As it took much more time to manually draw a bounding box around the object of interest for 2D png/jpg image, can we use AIAA to reduce the time over there?

yes… you should be able to solve this problem using AIAA.
you can compute your own bounding box as part of post-transform and add it in aiaa config. AIAA will forward both result mask and json results back to user/client

For example (this can be your own transform which you can bring into AIAA (bring your own transforms):

Add any textual results to transform_ctx (with key: ‘result_params’)
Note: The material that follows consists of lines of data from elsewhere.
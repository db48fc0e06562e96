use std::path::PathBuf;

use anyhow::bail;
use clap::Parser;

use rs_story_core::io::read_lines;
use rs_story_core::model::chain::MarkovChain;

/// Train a word-level Markov chain on text files and generate a story.
#[derive(Parser)]
#[command(name = "rs-story")]
struct Args {
    /// Corpus files, processed in order; repeat a file to weight it
    #[arg(required = true)]
    corpus: Vec<PathBuf>,

    /// Minimum number of tokens in the generated story
    #[arg(long, default_value_t = 100)]
    min_words: usize,

    /// Context order of the model (1 or 2)
    #[arg(long, default_value_t = 1)]
    order: usize,

    /// Random seed; defaults to a time-derived value
    #[arg(long)]
    seed: Option<u64>,

    /// Number of restarts allowed when generation dead-ends
    #[arg(long, default_value_t = 1)]
    attempts: usize,
}

fn main() -> anyhow::Result<()> {
    env_logger::init_from_env(env_logger::Env::default().default_filter_or("info"));

    let args = Args::parse();
    match args.order {
        1 => run::<1>(&args),
        2 => run::<2>(&args),
        other => bail!("context order must be 1 or 2, got {other}"),
    }
}

fn run<const N: usize>(args: &Args) -> anyhow::Result<()> {
    let mut chain: MarkovChain<N> = match args.seed {
        Some(seed) => MarkovChain::with_seed(seed)?,
        None => MarkovChain::new()?,
    };

    for path in &args.corpus {
        log::info!("Processing {}...", path.display());
        for line in read_lines(path)? {
            let unrecognized = chain.process_string(&line);
            if !unrecognized.is_empty() {
                let mut characters: Vec<char> = unrecognized.into_iter().collect();
                characters.sort_unstable();
                log::warn!(
                    "Unrecognized characters: {}",
                    characters
                        .iter()
                        .map(|c| c.to_string())
                        .collect::<Vec<_>>()
                        .join(", ")
                );
            }
        }
    }

    log::info!(
        "Trained on {} contexts ({} observations)",
        chain.context_count(),
        chain.observation_count()
    );
    log::info!("Generating story of approximately {} words...", args.min_words);

    let story = chain.generate_story(args.min_words, args.attempts)?;
    println!("{story}");

    Ok(())
}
class AddBoundaryBox(Transformer):
    def __init__(self, image_field='image', label_field='model', params='result_params', box='box'):
        self._image_field = image_field
        self._label_field = label_field
        self._params = params
        self._box = box
    def transform(self, transform_ctx: TransformContext):
        image = transform_ctx.get_image(self._image_field)
        label = transform_ctx.get_image(self._label_field)

        # Your logic to compute bounding box for input image+label 
        box = my_box(image, label)

        params = transform_ctx.get(self._params, {})
        params[self._box] = box
        transform_ctx[self._params] = params
        return transform_ctx

And use this kind of transform in your aiaa-config under post transforms


hi,I have a 2D detection task in Abdominal lesions. There are similar questions that how to draw bounding box in the process of inference. Besides, can you tell me how to show the bounding box in 3D-slicer by AIAA plugin?